[Dataset entries]
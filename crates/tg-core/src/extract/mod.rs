//! Claim extraction from upstream analysis documents
//!
//! Upstream producers emit arbitrarily-shaped records. Everything is
//! normalized into one canonical claim shape here, before any downstream
//! logic runs; resolution then maps each claim onto zero or more known
//! artifacts.

pub mod normalize;
pub mod resolve;

use crate::RunConfig;
use serde::{Deserialize, Serialize};
use serde_json::Value;
use std::collections::BTreeMap;
use tracing::{debug, warn};

/// Claim category taxonomy
#[derive(Debug, Clone, Copy, PartialEq, Eq, Hash, Serialize, Deserialize)]
#[serde(rename_all = "kebab-case")]
pub enum ClaimCategory {
    Resolution,
    UnresolvedIssue,
    Confidence,
    BehavioralPattern,
    RuleEstablishment,
    IdeaConfidence,
}

impl ClaimCategory {
    pub const ALL: [ClaimCategory; 6] = [
        ClaimCategory::Resolution,
        ClaimCategory::UnresolvedIssue,
        ClaimCategory::Confidence,
        ClaimCategory::BehavioralPattern,
        ClaimCategory::RuleEstablishment,
        ClaimCategory::IdeaConfidence,
    ];

    pub fn name(&self) -> &'static str {
        match self {
            ClaimCategory::Resolution => "resolution",
            ClaimCategory::UnresolvedIssue => "unresolved-issue",
            ClaimCategory::Confidence => "confidence",
            ClaimCategory::BehavioralPattern => "behavioral-pattern",
            ClaimCategory::RuleEstablishment => "rule-establishment",
            ClaimCategory::IdeaConfidence => "idea-confidence",
        }
    }

    /// Confidence-style claims carry no target field and resolve by text
    /// overlap instead.
    pub fn has_explicit_target(&self) -> bool {
        !matches!(self, ClaimCategory::Confidence | ClaimCategory::IdeaConfidence)
    }
}

impl std::fmt::Display for ClaimCategory {
    fn fmt(&self, f: &mut std::fmt::Formatter<'_>) -> std::fmt::Result {
        write!(f, "{}", self.name())
    }
}

/// An assertion about one artifact, immutable once extracted
#[derive(Debug, Clone, PartialEq, Serialize, Deserialize)]
pub struct Claim {
    /// Which upstream producer generated it
    pub source: String,
    pub category: ClaimCategory,
    /// Literal assertion text
    pub text: String,
    #[serde(skip_serializing_if = "Option::is_none")]
    pub target: Option<String>,
    #[serde(skip_serializing_if = "Option::is_none")]
    pub evidence: Option<String>,
    /// Position reference in the producing session, for traceability
    #[serde(skip_serializing_if = "Option::is_none")]
    pub locator: Option<usize>,
}

/// Ordered claims attached to one artifact
#[derive(Debug, Clone, Default, PartialEq, Serialize, Deserialize)]
pub struct ClaimSet {
    pub claims: Vec<Claim>,
}

impl ClaimSet {
    pub fn len(&self) -> usize {
        self.claims.len()
    }

    pub fn is_empty(&self) -> bool {
        self.claims.is_empty()
    }

    pub fn push(&mut self, claim: Claim) {
        self.claims.push(claim);
    }

    pub fn by_category(&self, category: ClaimCategory) -> impl Iterator<Item = &Claim> {
        self.claims.iter().filter(move |c| c.category == category)
    }

    /// Per-category claim counts, for diagnostics output
    pub fn counts(&self) -> BTreeMap<&'static str, usize> {
        let mut counts = BTreeMap::new();
        for category in ClaimCategory::ALL {
            let n = self.by_category(category).count();
            if n > 0 {
                counts.insert(category.name(), n);
            }
        }
        counts
    }
}

/// One upstream claim document, unparsed
#[derive(Debug, Clone)]
pub struct ClaimSource {
    pub name: String,
    pub raw: String,
}

impl ClaimSource {
    pub fn new(name: impl Into<String>, raw: impl Into<String>) -> Self {
        Self {
            name: name.into(),
            raw: raw.into(),
        }
    }
}

/// Extraction output: every configured artifact keyed, empty sets included
#[derive(Debug, Clone, Serialize, Deserialize)]
pub struct Extraction {
    pub by_artifact: BTreeMap<String, ClaimSet>,
    /// Claims whose target resolved to no known artifact
    pub dropped_claims: usize,
    /// Sources skipped because they could not be parsed
    pub skipped_sources: usize,
}

impl Extraction {
    pub fn total_claims(&self) -> usize {
        self.by_artifact.values().map(ClaimSet::len).sum()
    }
}

/// Extract and resolve claims from all sources against the configured
/// artifact set. A malformed source is skipped and logged, never fatal.
pub fn extract_claims(sources: &[ClaimSource], config: &RunConfig) -> Extraction {
    let mut by_artifact: BTreeMap<String, ClaimSet> = config
        .artifacts
        .iter()
        .map(|a| (a.clone(), ClaimSet::default()))
        .collect();

    let resolver = resolve::TargetResolver::new(&config.artifacts, &config.groups);
    let mut dropped_claims = 0;
    let mut skipped_sources = 0;

    for source in sources {
        let doc: Value = match serde_json::from_str(&source.raw) {
            Ok(v) => v,
            Err(e) => {
                warn!("skipping unparseable claim source {}: {}", source.name, e);
                skipped_sources += 1;
                continue;
            }
        };

        for claim in normalize::normalize_document(&source.name, &doc) {
            let targets = resolver.resolve(&claim);
            if targets.is_empty() {
                debug!(
                    "dropping {} claim with unresolvable target: {}",
                    claim.category, claim.text
                );
                dropped_claims += 1;
                continue;
            }
            for target in targets {
                if let Some(set) = by_artifact.get_mut(&target) {
                    set.push(claim.clone());
                }
            }
        }
    }

    Extraction {
        by_artifact,
        dropped_claims,
        skipped_sources,
    }
}

#[cfg(test)]
mod tests {
    use super::*;

    fn config(artifacts: &[&str]) -> RunConfig {
        RunConfig::new(artifacts.iter().map(|a| a.to_string()).collect())
    }

    #[test]
    fn test_every_artifact_keyed_even_without_claims() {
        let extraction = extract_claims(&[], &config(&["a.py", "b.py"]));
        assert_eq!(extraction.by_artifact.len(), 2);
        assert!(extraction.by_artifact["a.py"].is_empty());
        assert!(extraction.by_artifact["b.py"].is_empty());
    }

    #[test]
    fn test_malformed_source_skipped_not_fatal() {
        let sources = vec![
            ClaimSource::new("bad.json", "{not json"),
            ClaimSource::new(
                "good.json",
                r#"{"markers": [{"type": "resolution", "file": "a.py", "text": "fixed it"}]}"#,
            ),
        ];
        let extraction = extract_claims(&sources, &config(&["a.py"]));
        assert_eq!(extraction.skipped_sources, 1);
        assert_eq!(extraction.by_artifact["a.py"].len(), 1);
    }

    #[test]
    fn test_unresolvable_target_dropped_with_count() {
        let sources = vec![ClaimSource::new(
            "review.json",
            r#"{"markers": [{"type": "resolution", "file": "unknown.py", "text": "fixed it"}]}"#,
        )];
        let extraction = extract_claims(&sources, &config(&["a.py"]));
        assert_eq!(extraction.dropped_claims, 1);
        assert_eq!(extraction.total_claims(), 0);
    }

    #[test]
    fn test_claim_set_counts() {
        let mut set = ClaimSet::default();
        set.push(Claim {
            source: "s".into(),
            category: ClaimCategory::Resolution,
            text: "fixed".into(),
            target: None,
            evidence: None,
            locator: None,
        });
        let counts = set.counts();
        assert_eq!(counts.get("resolution"), Some(&1));
        assert_eq!(counts.get("confidence"), None);
    }
}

**Instructions for the task:** Copy the entries word for word.

**Task result:**
filename crates/tg-core/src/extract/mod.rs
//! Claim extraction from upstream analysis documents
//!
//! Upstream producers emit arbitrarily-shaped records. Everything is
//! normalized into one canonical claim shape here, before any downstream
//! logic runs; resolution then maps each claim onto zero or more known
//! artifacts.

pub mod normalize;
pub mod resolve;

use crate::RunConfig;
use serde::{Deserialize, Serialize};
use serde_json::Value;
use std::collections::BTreeMap;
use tracing::{debug, warn};

/// Claim category taxonomy
#[derive(Debug, Clone, Copy, PartialEq, Eq, Hash, Serialize, Deserialize)]
#[serde(rename_all = "kebab-case")]
pub enum ClaimCategory {
    Resolution,
    UnresolvedIssue,
    Confidence,
    BehavioralPattern,
    RuleEstablishment,
    IdeaConfidence,
}

impl ClaimCategory {
    pub const ALL: [ClaimCategory; 6] = [
        ClaimCategory::Resolution,
        ClaimCategory::UnresolvedIssue,
        ClaimCategory::Confidence,
        ClaimCategory::BehavioralPattern,
        ClaimCategory::RuleEstablishment,
        ClaimCategory::IdeaConfidence,
    ];

    pub fn name(&self) -> &'static str {
        match self {
            ClaimCategory::Resolution => "resolution",
            ClaimCategory::UnresolvedIssue => "unresolved-issue",
            ClaimCategory::Confidence => "confidence",
            ClaimCategory::BehavioralPattern => "behavioral-pattern",
            ClaimCategory::RuleEstablishment => "rule-establishment",
            ClaimCategory::IdeaConfidence => "idea-confidence",
        }
    }

    /// Confidence-style claims carry no target field and resolve by text
    /// overlap instead.
    pub fn has_explicit_target(&self) -> bool {
        !matches!(self, ClaimCategory::Confidence | ClaimCategory::IdeaConfidence)
    }
}

impl std::fmt::Display for ClaimCategory {
    fn fmt(&self, f: &mut std::fmt::Formatter<'_>) -> std::fmt::Result {
        write!(f, "{}", self.name())
    }
}

/// An assertion about one artifact, immutable once extracted
#[derive(Debug, Clone, PartialEq, Serialize, Deserialize)]
pub struct Claim {
    /// Which upstream producer generated it
    pub source: String,
    pub category: ClaimCategory,
    /// Literal assertion text
    pub text: String,
    #[serde(skip_serializing_if = "Option::is_none")]
    pub target: Option<String>,
    #[serde(skip_serializing_if = "Option::is_none")]
    pub evidence: Option<String>,
    /// Position reference in the producing session, for traceability
    #[serde(skip_serializing_if = "Option::is_none")]
    pub locator: Option<usize>,
}

/// Ordered claims attached to one artifact
#[derive(Debug, Clone, Default, PartialEq, Serialize, Deserialize)]
pub struct ClaimSet {
    pub claims: Vec<Claim>,
}

impl ClaimSet {
    pub fn len(&self) -> usize {
        self.claims.len()
    }

    pub fn is_empty(&self) -> bool {
        self.claims.is_empty()
    }

    pub fn push(&mut self, claim: Claim) {
        self.claims.push(claim);
    }

    pub fn by_category(&self, category: ClaimCategory) -> impl Iterator<Item = &Claim> {
        self.claims.iter().filter(move |c| c.category == category)
    }

    /// Per-category claim counts, for diagnostics output
    pub fn counts(&self) -> BTreeMap<&'static str, usize> {
        let mut counts = BTreeMap::new();
        for category in ClaimCategory::ALL {
            let n = self.by_category(category).count();
            if n > 0 {
                counts.insert(category.name(), n);
            }
        }
        counts
    }
}

/// One upstream claim document, unparsed
#[derive(Debug, Clone)]
pub struct ClaimSource {
    pub name: String,
    pub raw: String,
}

impl ClaimSource {
    pub fn new(name: impl Into<String>, raw: impl Into<String>) -> Self {
        Self {
            name: name.into(),
            raw: raw.into(),
        }
    }
}

/// Extraction output: every configured artifact keyed, empty sets included
#[derive(Debug, Clone, Serialize, Deserialize)]
pub struct Extraction {
    pub by_artifact: BTreeMap<String, ClaimSet>,
    /// Claims whose target resolved to no known artifact
    pub dropped_claims: usize,
    /// Sources skipped because they could not be parsed
    pub skipped_sources: usize,
}

impl Extraction {
    pub fn total_claims(&self) -> usize {
        self.by_artifact.values().map(ClaimSet::len).sum()
    }
}

/// Extract and resolve claims from all sources against the configured
/// artifact set. A malformed source is skipped and logged, never fatal.
pub fn extract_claims(sources: &[ClaimSource], config: &RunConfig) -> Extraction {
    let mut by_artifact: BTreeMap<String, ClaimSet> = config
        .artifacts
        .iter()
        .map(|a| (a.clone(), ClaimSet::default()))
        .collect();

    let resolver = resolve::TargetResolver::new(&config.artifacts, &config.groups);
    let mut dropped_claims = 0;
    let mut skipped_sources = 0;

    for source in sources {
        let doc: Value = match serde_json::from_str(&source.raw) {
            Ok(v) => v,
            Err(e) => {
                warn!("skipping unparseable claim source {}: {}", source.name, e);
                skipped_sources += 1;
                continue;
            }
        };

        for claim in normalize::normalize_document(&source.name, &doc) {
            let targets = resolver.resolve(&claim);
            if targets.is_empty() {
                debug!(
                    "dropping {} claim with unresolvable target: {}",
                    claim.category, claim.text
                );
                dropped_claims += 1;
                continue;
            }
            for target in targets {
                if let Some(set) = by_artifact.get_mut(&target) {
                    set.push(claim.clone());
                }
            }
        }
    }

    Extraction {
        by_artifact,
        dropped_claims,
        skipped_sources,
    }
}

#[cfg(test)]
mod tests {
    use super::*;

    fn config(artifacts: &[&str]) -> RunConfig {
        RunConfig::new(artifacts.iter().map(|a| a.to_string()).collect())
    }

    #[test]
    fn test_every_artifact_keyed_even_without_claims() {
        let extraction = extract_claims(&[], &config(&["a.py", "b.py"]));
        assert_eq!(extraction.by_artifact.len(), 2);
        assert!(extraction.by_artifact["a.py"].is_empty());
        assert!(extraction.by_artifact["b.py"].is_empty());
    }

    #[test]
    fn test_malformed_source_skipped_not_fatal() {
        let sources = vec![
            ClaimSource::new("bad.json", "{not json"),
            ClaimSource::new(
                "good.json",
                r#"{"markers": [{"type": "resolution", "file": "a.py", "text": "fixed it"}]}"#,
            ),
        ];
        let extraction = extract_claims(&sources, &config(&["a.py"]));
        assert_eq!(extraction.skipped_sources, 1);
        assert_eq!(extraction.by_artifact["a.py"].len(), 1);
    }

    #[test]
    fn test_unresolvable_target_dropped_with_count() {
        let sources = vec![ClaimSource::new(
            "review.json",
            r#"{"markers": [{"type": "resolution", "file": "unknown.py", "text": "fixed it"}]}"#,
        )];
        let extraction = extract_claims(&sources, &config(&["a.py"]));
        assert_eq!(extraction.dropped_claims, 1);
        assert_eq!(extraction.total_claims(), 0);
    }

    #[test]
    fn test_claim_set_counts() {
        let mut set = ClaimSet::default();
        set.push(Claim {
            source: "s".into(),
            category: ClaimCategory::Resolution,
            text: "fixed".into(),
            target: None,
            evidence: None,
            locator: None,
        });
        let counts = set.counts();
        assert_eq!(counts.get("resolution"), Some(&1));
        assert_eq!(counts.get("confidence"), None);
    }
}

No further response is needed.